People spend over 50-90% of their time indoors (Perez-Padilla et al. 2010, Huttunen 2018), depending on their geographical location, gender and age. Consequently, people are exposed to a variety of indoor air pollutants. Humans inhale about 12,000 litres of air per day, exposing the lung epithelium to 25 million particles per hour (Rogers 2007). Increased pollution in environments where people spend the majority of their time means more inhaled potentially health impairing particles, making the protective mechanisms of our airways even more important.

2.1 PARTICULATE MATTER

PM includes air pollution particles, a composite of various organic and inorganic substances that vary in size, which is closely correlated with the location of their deposition in the respiratory tract and are classified accordingly to coarse (PM10, <10 µm in diameter) and fine (PM2.5, < 2.5 µm in diameter) particles (Mazzarella et al. 2006). With advances in technology and new nanomaterials, exposure assessment of fine and ultra-fine PM (<100 nm in diameter) has also become of concern, especially since they are able to enter the bloodstream (Klein et al.
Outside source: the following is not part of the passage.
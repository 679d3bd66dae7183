mod segment_tests;
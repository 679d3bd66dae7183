mod naming_tests;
2013) more easily than larger particles and (Geiser, Kreyling 2010) cause severe inflammation and increased cytokine release (Kim, J. S. et al. 2013). The adverse health effects of PM in

human pulmonary system can be local or systemic, therefore affecting the lungs and the cardiovascular system (Donaldson, Macnee 2001, Alfaro-Moreno et al. 2008).
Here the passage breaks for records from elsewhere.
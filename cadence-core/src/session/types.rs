use serde::ser::{Serialize, SerializeMap, Serializer};
use std::collections::HashMap;
use std::fmt;
use std::hash::{Hash, Hasher};

/// A requester, keyed by source address and user agent.
///
/// Identity is the rendered `"{address}:{user_agent}"` string: two pairs that
/// render the same (`("::1", "a:b")` and `("::1:a", "b")`) are one client.
#[derive(Debug, Clone)]
pub struct ClientIdentity {
    address: String,
    user_agent: String,
    key: String,
}

impl ClientIdentity {
    pub fn new(address: impl Into<String>, user_agent: impl Into<String>) -> Self {
        let address = address.into();
        let user_agent = user_agent.into();
        let key = format!("{address}:{user_agent}");
        Self {
            address,
            user_agent,
            key,
        }
    }

    pub fn address(&self) -> &str {
        &self.address
    }

    pub fn user_agent(&self) -> &str {
        &self.user_agent
    }

    pub fn as_key(&self) -> &str {
        &self.key
    }
}

impl PartialEq for ClientIdentity {
    fn eq(&self, other: &Self) -> bool {
        self.key == other.key
    }
}

impl Eq for ClientIdentity {}

impl Hash for ClientIdentity {
    fn hash<H: Hasher>(&self, state: &mut H) {
        self.key.hash(state);
    }
}

impl fmt::Display for ClientIdentity {
    fn fmt(&self, f: &mut fmt::Formatter<'_>) -> fmt::Result {
        f.write_str(&self.key)
    }
}

/// Seconds since the epoch, as derived from a log timestamp.
#[derive(Debug, Clone, Copy, PartialEq, PartialOrd)]
pub struct RequestTimestamp(pub f64);

impl RequestTimestamp {
    pub fn seconds(self) -> f64 {
        self.0
    }
}

/// Gaps between consecutive requests inside one session.
#[derive(Debug, Clone, Default, PartialEq)]
pub struct Session {
    pub intervals: Vec<f64>,
}

impl Session {
    pub fn is_empty(&self) -> bool {
        self.intervals.is_empty()
    }

    pub fn len(&self) -> usize {
        self.intervals.len()
    }
}

impl From<Vec<f64>> for Session {
    fn from(intervals: Vec<f64>) -> Self {
        Self { intervals }
    }
}

impl Serialize for Session {
    fn serialize<S: Serializer>(&self, serializer: S) -> Result<S::Ok, S::Error> {
        self.intervals.serialize(serializer)
    }
}

/// Map keyed by [`ClientIdentity`] that remembers the order in which clients
/// were first seen.
///
/// Every stage of the pipeline produces one of these, so the three dump files
/// list clients in the same order as the source log.
#[derive(Debug, Clone, PartialEq)]
pub struct ClientMap<T> {
    entries: Vec<(ClientIdentity, T)>,
    index: HashMap<ClientIdentity, usize>,
}

impl<T> Default for ClientMap<T> {
    fn default() -> Self {
        Self {
            entries: Vec::new(),
            index: HashMap::new(),
        }
    }
}

impl<T> ClientMap<T> {
    pub fn new() -> Self {
        Self::default()
    }

    pub fn len(&self) -> usize {
        self.entries.len()
    }

    pub fn is_empty(&self) -> bool {
        self.entries.is_empty()
    }

    pub fn get(&self, client: &ClientIdentity) -> Option<&T> {
        self.index.get(client).map(|&i| &self.entries[i].1)
    }

    /// Returns the value for `client`, inserting `T::default()` first if the
    /// client has not been seen yet.
    pub fn entry_or_default(&mut self, client: ClientIdentity) -> &mut T
    where
        T: Default,
    {
        let i = match self.index.get(&client) {
            Some(&i) => i,
            None => {
                let i = self.entries.len();
                self.index.insert(client.clone(), i);
                self.entries.push((client, T::default()));
                i
            }
        };
        &mut self.entries[i].1
    }

    /// Inserts or replaces the value for `client`. A replaced client keeps
    /// its original position.
    pub fn insert(&mut self, client: ClientIdentity, value: T) {
        match self.index.get(&client) {
            Some(&i) => self.entries[i].1 = value,
            None => {
                self.index.insert(client.clone(), self.entries.len());
                self.entries.push((client, value));
            }
        }
    }

    pub fn iter(&self) -> impl Iterator<Item = (&ClientIdentity, &T)> {
        self.entries.iter().map(|(k, v)| (k, v))
    }

    pub fn clients(&self) -> impl Iterator<Item = &ClientIdentity> {
        self.entries.iter().map(|(k, _)| k)
    }

    pub fn values(&self) -> impl Iterator<Item = &T> {
        self.entries.iter().map(|(_, v)| v)
    }

    /// Builds a new map with the same clients, in the same order.
    pub fn map_values<U>(&self, mut f: impl FnMut(&ClientIdentity, &T) -> U) -> ClientMap<U> {
        ClientMap {
            entries: self
                .entries
                .iter()
                .map(|(k, v)| (k.clone(), f(k, v)))
                .collect(),
            index: self.index.clone(),
        }
    }
}

impl<T> FromIterator<(ClientIdentity, T)> for ClientMap<T> {
    fn from_iter<I: IntoIterator<Item = (ClientIdentity, T)>>(iter: I) -> Self {
        let mut map = Self::new();
        for (client, value) in iter {
            map.insert(client, value);
        }
        map
    }
}

impl<T: Serialize> Serialize for ClientMap<T> {
    fn serialize<S: Serializer>(&self, serializer: S) -> Result<S::Ok, S::Error> {
        let mut map = serializer.serialize_map(Some(self.entries.len()))?;
        for (client, value) in &self.entries {
            map.serialize_entry(client.as_key(), value)?;
        }
        map.end()
    }
}

/// Timestamps per client, in file order.
pub type ClientRequestLog = ClientMap<Vec<RequestTimestamp>>;

/// Sessions per client, expressed as interval lists.
pub type ClientSessions = ClientMap<Vec<Session>>;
Most common changes in the gene expression of the respiratory tract epithelium attributed to PM exposure are related to oxidant stress and release of pro-inflammatory cytokines, which can lead to exacerbation of chronic inflammatory conditions such as chronic obstructive pulmonary disease (COPD) and asthma (Proud 2008). It has been estimated that up to 19% of adults over 40 years old are affected by COPD, a chronic disease rapidly spreading worldwide and increasing the susceptibility to ischemic heart disease, stroke, pneumonia and lung cancer (Ling, van Eeden 2009). One of the proposed mechanisms by which the particulates are causing adverse outcomes are oxidative stress, inflammation and genotoxicity (Cho et al. 2018).

Therefore, inflammatory responses are of great interest in air pollution exposure studies (Jalava 2008). As a marker of airway inflammation, IL-8 is usually measured due to its important role in leukocyte recruitment (Kim et al. 2013).
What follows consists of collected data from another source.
//! Session segmentation.
//!
//! A client's requests are walked pairwise in file order. Gaps below the
//! session-break threshold accumulate into the open session; a gap at or
//! above it closes the open session (empty or not) and starts a new one.
//! The trailing session is only kept when it holds at least one interval.
//!
//! ```text
//! timestamps  [10, 16, 20, 2020, 2025]
//! gaps        [ 6,  4, 2000,   5]
//! sessions    [[6, 4], [5]]
//! ```

mod constants;
mod segment;
mod types;

#[cfg(test)]
mod tests;

pub use constants::SESSION_BREAK_SECS;
pub use segment::*;
pub use types::*;
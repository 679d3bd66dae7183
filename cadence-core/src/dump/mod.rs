//! JSON dump files.
//!
//! Each pipeline stage is written to its own file inside the dump directory,
//! named after the stage and the requested line limit in thousands:
//!
//! - `log_clients_diff_{n}k.json`
//! - `log_clients_mean_{n}k.json`
//! - `log_clients_deviation_{n}k.json`

mod error;
mod naming;
mod writer;

#[cfg(test)]
mod tests;

pub use error::DumpError;
pub use naming::{DumpKind, dump_file_name, dump_path};
pub use writer::{to_pretty_json, write_dump};
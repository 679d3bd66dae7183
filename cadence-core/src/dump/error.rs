use std::path::PathBuf;
use thiserror::Error;

#[derive(Debug, Error)]
pub enum DumpError {
    #[error("failed to create dump file {path}")]
    Create {
        path: PathBuf,
        #[source]
        source: std::io::Error,
    },

    #[error("failed to write dump file {path}")]
    Serialize {
        path: PathBuf,
        #[source]
        source: serde_json::Error,
    },

    #[error("failed to flush dump file {path}")]
    Flush {
        path: PathBuf,
        #[source]
        source: std::io::Error,
    },
}
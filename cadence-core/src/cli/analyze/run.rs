use crate::cli::analyze::error::AnalysisError;
use crate::cli::analyze::summary::AnalysisSummary;
use crate::conf::AnalysisConfig;
use crate::dump::{DumpKind, write_dump};
use crate::parse::read_client_requests;
use crate::session::{ClientSessions, segment_sessions};
use crate::stats::{ClientDeviations, ClientMeans, session_deviations, session_means};

/// The three parallel views of one segmentation.
#[derive(Debug)]
pub struct AnalysisOutput {
    pub lines_parsed: u64,
    pub sessions: ClientSessions,
    pub means: ClientMeans,
    pub deviations: ClientDeviations,
}

/// Reads the log and computes sessions, means and deviations without
/// touching the dump directory.
pub fn analyze(cfg: &AnalysisConfig) -> Result<AnalysisOutput, AnalysisError> {
    cfg.validate()?;

    let read = read_client_requests(&cfg.log_path, cfg.limit, cfg.timestamp_mode)?;
    tracing::info!(
        log = %cfg.log_path.display(),
        lines = read.lines_parsed,
        clients = read.requests.len(),
        "parsed access log"
    );

    let sessions = segment_sessions(&read.requests, cfg.session_break);
    let means = session_means(&sessions);
    let deviations = session_deviations(&sessions, &means)?;

    Ok(AnalysisOutput {
        lines_parsed: read.lines_parsed,
        sessions,
        means,
        deviations,
    })
}

/// Full run: analyze, then write the diff, mean and deviation dumps in that
/// order.
pub fn run_analysis(cfg: &AnalysisConfig) -> Result<AnalysisSummary, AnalysisError> {
    let output = analyze(cfg)?;

    let files = vec![
        write_dump(&cfg.dump_dir, DumpKind::Diff, cfg.limit, &output.sessions)?,
        write_dump(&cfg.dump_dir, DumpKind::Mean, cfg.limit, &output.means)?,
        write_dump(&cfg.dump_dir, DumpKind::Deviation, cfg.limit, &output.deviations)?,
    ];

    let summary = summarize(&output, files);
    if summary.empty_sessions > 0 {
        tracing::warn!(
            empty_sessions = summary.empty_sessions,
            "some sessions have no intervals; their means are null"
        );
    }
    tracing::info!(
        clients = summary.clients,
        sessions = summary.sessions,
        dump_dir = %cfg.dump_dir.display(),
        "wrote session dumps"
    );

    Ok(summary)
}

fn summarize(output: &AnalysisOutput, files: Vec<std::path::PathBuf>) -> AnalysisSummary {
    let sessions = output.sessions.values().map(Vec::len).sum();
    let empty_sessions = output
        .sessions
        .values()
        .flatten()
        .filter(|s| s.is_empty())
        .count();

    AnalysisSummary {
        lines_parsed: output.lines_parsed,
        clients: output.sessions.len(),
        sessions,
        empty_sessions,
        files,
    }
}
It has been estimated that in populated continental areas, 22% of total air particulates are from biological origin and include pollens, fungal spores, bacteria, viruses as well as plant and animal fragments (Jones, Harrison 2004). The potential adverse health effects of these particulates to human health still needs more research, however it has already been shown that exposure to endotoxins increases the risk of asthma development (Tavernier et al. 2005). Biological agents are also present in indoor environments, however their composition can change in case of moisture problems and insufficient ventilation systems. High humidity creates favourable conditions for growth of fungi, mould and bacteria. Moisture-damaged indoor environments therefore represent exposure to increased concentration of biological contaminants and are connected to upper respiratory tract conditions, cough, wheezing, dyspnoea and asthma (WHO Regional Office for Europe 2009, Bornehag et al. 2001) .

2.2 HUMAN RESPIRATORY TRACT

Human airways are a specialised complex system of more than 40 different cell types (Sorokin 1970) which function against any potentially harmful inhaled toxins. For example, it has been shown that PM exposure of lung macrophages results in release of different cytokines (Becker et al. 2003).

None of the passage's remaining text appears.